Long live the gentleman who was divine enough to remark that ignorance is bliss. At all the times I visit a public library, I have this strange intuitive feeling that I’ll die ignoramus, without understanding the world as it was meant to be. Bookstores never make me contemplate so, reason of which I don’t know of. Maybe because I peruse copies of either writers who I read again and again or the ones I’ve read impressive reviews of. Award-winners grab my attention as well, but again I believe that art, you should muse over only to never pass judgments for your eyes, your cognition and your understanding may differ from that of the creator. Art has as many faces as the pair of eyes looking at it. For me, reading is an art not devoid of its complexities.
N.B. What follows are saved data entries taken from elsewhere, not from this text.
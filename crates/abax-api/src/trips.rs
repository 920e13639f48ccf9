//! Trip listing, expense and odometer types.

use std::sync::LazyLock;

use abax_client::{CallDescriptor, ItemList, Page, QueryParams};
use chrono::NaiveDate;
use serde::{Deserialize, Serialize};

use crate::client::PagedInput;
use crate::shared::{Driver, SignalSource, VehicleCommercialClass};

// ============================================================================
// Trips
// ============================================================================

/// Purpose class of a trip.
#[derive(Debug, Clone, Copy, PartialEq, Eq, Hash, Serialize, Deserialize)]
pub enum TripCommercialClass {
    Unknown,
    PrivateTrip,
    BusinessTrip,
    Commute,
}

/// Whether a trip was recorded by the unit or entered by hand.
#[derive(Debug, Clone, Copy, PartialEq, Eq, Hash, Serialize, Deserialize)]
pub enum TripSource {
    Automatic,
    Manual,
}

/// Vehicle summary embedded in a trip.
#[derive(Debug, Clone, PartialEq, Eq, Serialize, Deserialize)]
#[serde(rename_all(deserialize = "snake_case", serialize = "camelCase"))]
pub struct TripVehicle {
    pub id: String,
    #[serde(default, skip_serializing_if = "Option::is_none")]
    pub alias: Option<String>,
    pub commercial_class: VehicleCommercialClass,
}

/// Position fix at the start or end of a trip.
#[derive(Debug, Clone, PartialEq, Serialize, Deserialize)]
#[serde(rename_all(deserialize = "snake_case", serialize = "camelCase"))]
pub struct TripLocation {
    pub latitude: f64,
    pub longitude: f64,
    pub timestamp: String,
    pub signal_source: SignalSource,
    #[serde(default, skip_serializing_if = "Option::is_none")]
    pub accuracy_radius: Option<f64>,
}

/// Start or end point of a trip.
#[derive(Debug, Clone, PartialEq, Serialize, Deserialize)]
pub struct TripPoint {
    pub location: TripLocation,
    #[serde(default, skip_serializing_if = "Option::is_none")]
    pub address: Option<String>,
}

#[derive(Debug, Clone, PartialEq, Serialize, Deserialize)]
#[serde(rename_all(deserialize = "snake_case", serialize = "camelCase"))]
pub struct Trip {
    pub id: String,
    pub vehicle: TripVehicle,
    #[serde(default, skip_serializing_if = "Option::is_none")]
    pub driver: Option<Driver>,
    pub start: TripPoint,
    pub finish: TripPoint,
    #[serde(default, skip_serializing_if = "Option::is_none")]
    pub distance: Option<f64>,
    #[serde(default, skip_serializing_if = "Option::is_none")]
    pub purpose: Option<String>,
    pub commercial_class: TripCommercialClass,
    #[serde(default, skip_serializing_if = "Option::is_none")]
    pub notes: Option<String>,
    #[serde(default, skip_serializing_if = "Option::is_none")]
    pub duration: Option<f64>,
    pub source: TripSource,
}

/// Input for [`AbaxClient::list_trips`](crate::AbaxClient::list_trips).
///
/// The period cannot be longer than 3 months. A `page_size` of
/// [`PAGE_SIZE_ALL`](abax_client::PAGE_SIZE_ALL) fetches every page.
#[derive(Debug, Clone, PartialEq, Eq)]
pub struct ListTripsInput {
    pub page: Option<u32>,
    pub page_size: Option<u32>,
    pub date_from: NaiveDate,
    pub date_to: NaiveDate,
    pub vehicle_id: Option<String>,
}

impl ListTripsInput {
    pub fn new(date_from: NaiveDate, date_to: NaiveDate) -> Self {
        Self {
            page: None,
            page_size: None,
            date_from,
            date_to,
            vehicle_id: None,
        }
    }

    pub fn with_page(mut self, page: u32, page_size: u32) -> Self {
        self.page = Some(page);
        self.page_size = Some(page_size);
        self
    }

    /// Fetch every trip in the period.
    pub fn all(mut self) -> Self {
        self.page = None;
        self.page_size = Some(abax_client::PAGE_SIZE_ALL);
        self
    }

    pub fn with_vehicle(mut self, vehicle_id: impl Into<String>) -> Self {
        self.vehicle_id = Some(vehicle_id.into());
        self
    }
}

impl PagedInput for ListTripsInput {
    fn page_size(&self) -> Option<u32> {
        self.page_size
    }

    fn at_page(&self, page: u32, page_size: u32) -> Self {
        self.clone().with_page(page, page_size)
    }
}

pub(crate) static LIST_TRIPS: LazyLock<CallDescriptor<ListTripsInput, Page<Trip>>> =
    LazyLock::new(|| {
        CallDescriptor::<ListTripsInput, _>::get("v1/trips")
            .query(|input| {
                QueryParams::new()
                    .opt("page", input.page)
                    .opt("page_size", input.page_size)
                    .date("date_from", Some(input.date_from))
                    .date("date_to", Some(input.date_to))
                    .opt("vehicle_id", input.vehicle_id.as_deref())
            })
            .parse_json()
    });

// ============================================================================
// Expenses
// ============================================================================

/// Costs registered on a trip.
#[derive(Debug, Clone, Default, PartialEq, Serialize, Deserialize)]
#[serde(rename_all(deserialize = "snake_case", serialize = "camelCase"))]
pub struct Expense {
    #[serde(default, skip_serializing_if = "Option::is_none")]
    pub parking: Option<f64>,
    #[serde(default, skip_serializing_if = "Option::is_none")]
    pub easy_park_private: Option<f64>,
    #[serde(default, skip_serializing_if = "Option::is_none")]
    pub easy_park_corporate: Option<f64>,
    #[serde(default, skip_serializing_if = "Option::is_none")]
    pub toll_road_admin: Option<f64>,
    #[serde(default, skip_serializing_if = "Option::is_none")]
    pub toll_charge: Option<f64>,
    #[serde(default, skip_serializing_if = "Option::is_none")]
    pub ferry: Option<f64>,
}

/// Extra distances and passengers registered on a trip.
#[derive(Debug, Clone, Default, PartialEq, Serialize, Deserialize)]
#[serde(rename_all(deserialize = "snake_case", serialize = "camelCase"))]
pub struct Extra {
    #[serde(default, skip_serializing_if = "Option::is_none")]
    pub distance_with_bad_road_in_km: Option<f64>,
    #[serde(default, skip_serializing_if = "Option::is_none")]
    pub distance_with_trailer_in_km: Option<f64>,
    #[serde(default, skip_serializing_if = "Option::is_none")]
    pub distance_with_caravan_in_km: Option<f64>,
    #[serde(default, skip_serializing_if = "Option::is_none")]
    pub distance_with_canteen_in_km: Option<f64>,
    #[serde(default, skip_serializing_if = "Option::is_none")]
    pub distance_with_heavy_load_in_km: Option<f64>,
    #[serde(default, skip_serializing_if = "Option::is_none")]
    pub distance_with_dog_in_km: Option<f64>,
    #[serde(default, skip_serializing_if = "Option::is_none")]
    pub distance_with_passenger_in_km: Option<f64>,
    #[serde(default, skip_serializing_if = "Option::is_none")]
    pub passenger_name: Option<String>,
}

#[derive(Debug, Clone, PartialEq, Serialize, Deserialize)]
#[serde(rename_all(deserialize = "snake_case", serialize = "camelCase"))]
pub struct TripExpense {
    pub trip_id: String,
    pub expense: Expense,
    pub extra: Extra,
}

pub(crate) static LIST_TRIP_EXPENSES: LazyLock<CallDescriptor<Vec<String>, ItemList<TripExpense>>> =
    LazyLock::new(|| {
        CallDescriptor::<Vec<String>, _>::get("v1/trips/expense")
            .query(|trip_ids| QueryParams::new().list("trip_ids", trip_ids))
            .parse_json()
    });

// ============================================================================
// Odometer readings
// ============================================================================

#[derive(Debug, Clone, PartialEq, Serialize, Deserialize)]
pub struct OdometerReading {
    pub value: f64,
    pub timestamp: String,
}

/// Odometer values at the start and end of a trip.
#[derive(Debug, Clone, PartialEq, Serialize, Deserialize)]
#[serde(rename_all(deserialize = "snake_case", serialize = "camelCase"))]
pub struct TripOdometerValues {
    pub trip_id: String,
    #[serde(default, skip_serializing_if = "Option::is_none")]
    pub trip_start: Option<OdometerReading>,
    #[serde(default, skip_serializing_if = "Option::is_none")]
    pub trip_finish: Option<OdometerReading>,
}

pub(crate) static GET_ODOMETER_VALUES: LazyLock<
    CallDescriptor<Vec<String>, ItemList<TripOdometerValues>>,
> = LazyLock::new(|| {
    CallDescriptor::<Vec<String>, _>::get("v1/trips/odometerReadings")
        .query(|trip_ids| QueryParams::new().list("trip_ids", trip_ids))
        .parse_json()
});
From being a mechanical reader looking for just the narrative details to the one trying to appreciate styles, subtleties and nuances, genres in every literary or non-literary movement, I now am scared to lose my own innate cognition by getting knocked down by the zillions of thoughts accumulated over the years. I try often not to let my mind be some other’s playground, but shades of influence do find neurons. 

The crisis I undergo while re-reading a book are more depressing. Each time I do so, my mind, as if by intention, will indeed find the interpretations and shades which I missed previously as if to make me feel hapless, naïve and prone to pessimism. Now I feel scared to even look at books I read long back. I fear that I no longer possess the same state of mind to interpret them the way I did before. New revelations and new subsequent thought processes will follow and previous readings will seem futile. I started writing for the fear of forgetting and losing my thoughts which are often intermittent in nature that I dread that I’ll not encounter them again. And thus, I started taking notes of them to muse around in times of solitude. Reading them in future will help me make comparisons with the thoughts of then. After all thoughts, opinions and views change faces with time, places, experiences and situations in our lives that we attribute that we cannot understand ourselves, let alone others. 

The second most odious situation I face is making selections from the various genres. While reading Shakespeare in continuum, I realize that I am lagging on Dickens and Tolstoy. While I relish Marquez’s magical realism, I invite Wilde’s and Twain’s wrath. In the midst of Bertrand  Russell, Albert Camus often beckons. Indian scriptures, Greek and Latin classics, Victorian works, European potpourris, Eastern mysticisms; the list never ends. The amount of thoughts accumulated in probably billions of works never ceases to intimidate you. I often bump upon books which stress on the need and art of skipping, but if skipping is an art, than I am a mental-handicap at it. I am unable to accept the fact that I in my lifetime cannot enjoy the luxury of reading one and all. I’ll indeed miss most of the art in literature. I’ll be devoid of the musings those intellects went through while authoring them

But I often dream of having a study of my own with unending shelves filled with hard-covers from all the world’s literature and thinking-movements(I doubt of any such classification though). But having born in an era of Capitalism, I am scared of devoting so much time to something which provides no monetary benefit. I get envious of the Greeks who seem to had had all the time in this world to contemplate and debate over literally everything in this world.  I am at times even advised to read books pertaining to my occupation for they may actually ‘help’. No wonder we find bookstore-selves filled with guides on self-help, career, stock-market, money-management et cetera. Maybe this explains why bookstores don’t fascinate me as much as public libraries where I find books as uncared for as the gray-cells in our minds; books which remind me that the world is a complex place and no matter how many times you look at it, it appears all different at every look. Then I think: Ignorance is a bliss indeed.